━━━━━ Exercise input ━━━━━

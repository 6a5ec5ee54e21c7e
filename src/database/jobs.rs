use serde_json::Value;
use sqlx::PgPool;
use uuid::Uuid;

use crate::database::manager::DatabaseError;
use crate::database::models::{Application, Job, JobChanges, JobStats, Location, NewJob};
use crate::database::query_builder::QueryBuilder;
use crate::filter::api_filters::escape_like;
use crate::filter::Filter;

/// Mean earth radius used for radius searches
pub const EARTH_RADIUS_MILES: f64 = 3963.0;

/// Store access for jobs and the applications made to them
#[derive(Clone)]
pub struct JobRepository {
    pool: PgPool,
}

impl JobRepository {
    pub fn new(pool: PgPool) -> Self {
        Self { pool }
    }

    /// Runs a filter built over the jobs collection
    pub async fn select_any(&self, filter: &Filter) -> Result<Vec<Value>, DatabaseError> {
        QueryBuilder::new(filter).select_all(&self.pool).await
    }

    pub async fn create(&self, job: &NewJob, location: &Location, owner: Uuid) -> Result<Job, DatabaseError> {
        let created = sqlx::query_as::<_, Job>(
            "INSERT INTO jobs (id, title, slug, description, email, address, \
             longitude, latitude, formatted_address, city, state, zipcode, country, \
             company, industry, job_type, min_education, positions, experience, salary, \
             last_date, user_id) \
             VALUES ($1, $2, $3, $4, $5, $6, $7, $8, $9, $10, $11, $12, $13, $14, $15, $16, $17, $18, $19, $20, \
             COALESCE($21, now() + INTERVAL '7 days'), $22) RETURNING *",
        )
        .bind(Uuid::new_v4())
        .bind(&job.title)
        .bind(&job.slug)
        .bind(&job.description)
        .bind(&job.email)
        .bind(&job.address)
        .bind(location.longitude)
        .bind(location.latitude)
        .bind(&location.formatted_address)
        .bind(&location.city)
        .bind(&location.state)
        .bind(&location.zipcode)
        .bind(&location.country)
        .bind(&job.company)
        .bind(&job.industry)
        .bind(&job.job_type)
        .bind(&job.min_education)
        .bind(job.positions)
        .bind(&job.experience)
        .bind(job.salary)
        .bind(job.last_date)
        .bind(owner)
        .fetch_one(&self.pool)
        .await?;
        Ok(created)
    }

    pub async fn find_by_id(&self, id: Uuid) -> Result<Option<Job>, DatabaseError> {
        let job = sqlx::query_as::<_, Job>("SELECT * FROM jobs WHERE id = $1")
            .bind(id)
            .fetch_optional(&self.pool)
            .await?;
        Ok(job)
    }

    pub async fn find_by_id_and_slug(&self, id: Uuid, slug: &str) -> Result<Option<Job>, DatabaseError> {
        let job = sqlx::query_as::<_, Job>("SELECT * FROM jobs WHERE id = $1 AND slug = $2")
            .bind(id)
            .bind(slug)
            .fetch_optional(&self.pool)
            .await?;
        Ok(job)
    }

    pub async fn update(&self, id: Uuid, changes: &JobChanges) -> Result<Job, DatabaseError> {
        let location = changes.location.as_ref();
        let updated = sqlx::query_as::<_, Job>(
            "UPDATE jobs SET \
             title = COALESCE($2, title), \
             slug = COALESCE($3, slug), \
             description = COALESCE($4, description), \
             email = COALESCE($5, email), \
             address = COALESCE($6, address), \
             company = COALESCE($7, company), \
             industry = COALESCE($8, industry), \
             job_type = COALESCE($9, job_type), \
             min_education = COALESCE($10, min_education), \
             positions = COALESCE($11, positions), \
             experience = COALESCE($12, experience), \
             salary = COALESCE($13, salary), \
             last_date = COALESCE($14, last_date), \
             longitude = CASE WHEN $15 THEN $16 ELSE longitude END, \
             latitude = CASE WHEN $15 THEN $17 ELSE latitude END, \
             formatted_address = CASE WHEN $15 THEN $18 ELSE formatted_address END, \
             city = CASE WHEN $15 THEN $19 ELSE city END, \
             state = CASE WHEN $15 THEN $20 ELSE state END, \
             zipcode = CASE WHEN $15 THEN $21 ELSE zipcode END, \
             country = CASE WHEN $15 THEN $22 ELSE country END, \
             version = version + 1 \
             WHERE id = $1 RETURNING *",
        )
        .bind(id)
        .bind(&changes.title)
        .bind(&changes.slug)
        .bind(&changes.description)
        .bind(&changes.email)
        .bind(&changes.address)
        .bind(&changes.company)
        .bind(&changes.industry)
        .bind(&changes.job_type)
        .bind(&changes.min_education)
        .bind(changes.positions)
        .bind(&changes.experience)
        .bind(changes.salary)
        .bind(changes.last_date)
        .bind(location.is_some())
        .bind(location.and_then(|l| l.longitude))
        .bind(location.and_then(|l| l.latitude))
        .bind(location.and_then(|l| l.formatted_address.clone()))
        .bind(location.and_then(|l| l.city.clone()))
        .bind(location.and_then(|l| l.state.clone()))
        .bind(location.and_then(|l| l.zipcode.clone()))
        .bind(location.and_then(|l| l.country.clone()))
        .fetch_optional(&self.pool)
        .await?;
        updated.ok_or_else(|| DatabaseError::NotFound("Job not found".to_string()))
    }

    pub async fn delete(&self, id: Uuid) -> Result<bool, DatabaseError> {
        let result = sqlx::query("DELETE FROM jobs WHERE id = $1")
            .bind(id)
            .execute(&self.pool)
            .await?;
        Ok(result.rows_affected() > 0)
    }

    /// Jobs whose coordinates lie within `miles` of the given point (haversine distance)
    pub async fn within_radius(&self, longitude: f64, latitude: f64, miles: f64) -> Result<Vec<Job>, DatabaseError> {
        let jobs = sqlx::query_as::<_, Job>(
            "SELECT * FROM jobs \
             WHERE longitude IS NOT NULL AND latitude IS NOT NULL \
             AND 2 * $4 * asin(LEAST(1.0, sqrt( \
                 power(sin(radians(latitude - $2) / 2), 2) + \
                 cos(radians($2)) * cos(radians(latitude)) * power(sin(radians(longitude - $1) / 2), 2) \
             ))) <= $3 \
             ORDER BY posting_date DESC, id",
        )
        .bind(longitude)
        .bind(latitude)
        .bind(miles)
        .bind(EARTH_RADIUS_MILES)
        .fetch_all(&self.pool)
        .await?;
        Ok(jobs)
    }

    /// Salary and position aggregates per experience level over jobs whose title
    /// contains `topic`
    pub async fn stats(&self, topic: &str) -> Result<Vec<JobStats>, DatabaseError> {
        let stats = sqlx::query_as::<_, JobStats>(
            "SELECT experience, \
             COUNT(*) AS total_jobs, \
             AVG(salary)::float8 AS avg_salary, \
             AVG(positions)::float8 AS avg_positions, \
             MIN(salary) AS min_salary, \
             MAX(salary) AS max_salary \
             FROM jobs WHERE title ILIKE $1 \
             GROUP BY experience ORDER BY experience",
        )
        .bind(format!("%{}%", escape_like(topic)))
        .fetch_all(&self.pool)
        .await?;
        Ok(stats)
    }

    pub async fn published_by(&self, owner: Uuid) -> Result<Vec<Job>, DatabaseError> {
        let jobs = sqlx::query_as::<_, Job>("SELECT * FROM jobs WHERE user_id = $1 ORDER BY posting_date DESC, id")
            .bind(owner)
            .fetch_all(&self.pool)
            .await?;
        Ok(jobs)
    }

    pub async fn applied_by(&self, applicant: Uuid) -> Result<Vec<Job>, DatabaseError> {
        let jobs = sqlx::query_as::<_, Job>(
            "SELECT j.* FROM jobs j JOIN job_applications a ON a.job_id = j.id \
             WHERE a.user_id = $1 ORDER BY a.applied_at DESC",
        )
        .bind(applicant)
        .fetch_all(&self.pool)
        .await?;
        Ok(jobs)
    }

    pub async fn has_applied(&self, job_id: Uuid, applicant: Uuid) -> Result<bool, DatabaseError> {
        let exists: bool = sqlx::query_scalar(
            "SELECT EXISTS (SELECT 1 FROM job_applications WHERE job_id = $1 AND user_id = $2)",
        )
        .bind(job_id)
        .bind(applicant)
        .fetch_one(&self.pool)
        .await?;
        Ok(exists)
    }

    pub async fn add_application(&self, job_id: Uuid, applicant: Uuid, resume: &str) -> Result<Application, DatabaseError> {
        let application = sqlx::query_as::<_, Application>(
            "INSERT INTO job_applications (job_id, user_id, resume) VALUES ($1, $2, $3) RETURNING *",
        )
        .bind(job_id)
        .bind(applicant)
        .bind(resume)
        .fetch_one(&self.pool)
        .await?;
        Ok(application)
    }

    /// Resume files submitted to one job
    pub async fn resumes_for_job(&self, job_id: Uuid) -> Result<Vec<String>, DatabaseError> {
        let resumes = sqlx::query_scalar("SELECT resume FROM job_applications WHERE job_id = $1")
            .bind(job_id)
            .fetch_all(&self.pool)
            .await?;
        Ok(resumes)
    }

    /// Resume files that disappear with an account: those the user submitted and
    /// those submitted to the user's own jobs
    pub async fn resumes_for_account(&self, user_id: Uuid) -> Result<Vec<String>, DatabaseError> {
        let resumes = sqlx::query_scalar(
            "SELECT resume FROM job_applications \
             WHERE user_id = $1 OR job_id IN (SELECT id FROM jobs WHERE user_id = $1)",
        )
        .bind(user_id)
        .fetch_all(&self.pool)
        .await?;
        Ok(resumes)
    }
}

━━━━━

**Exercise details:**
Only the lines above from the one with "use sqlx::PgPool;" up to and including the one with "pub async fn select_any(&self, filter: &Filter)" should be repeated, exactly as written.

**Written solution:**
use sqlx::PgPool;
use uuid::Uuid;

use crate::database::manager::DatabaseError;
use crate::database::models::{Application, Job, JobChanges, JobStats, Location, NewJob};
use crate::database::query_builder::QueryBuilder;
use crate::filter::api_filters::escape_like;
use crate::filter::Filter;

/// Mean earth radius used for radius searches
pub const EARTH_RADIUS_MILES: f64 = 3963.0;

/// Store access for jobs and the applications made to them
#[derive(Clone)]
pub struct JobRepository {
    pool: PgPool,
}

impl JobRepository {
    pub fn new(pool: PgPool) -> Self {
        Self { pool }
    }

    /// Runs a filter built over the jobs collection
    pub async fn select_any(&self, filter: &Filter) -> Result<Vec<Value>, DatabaseError> {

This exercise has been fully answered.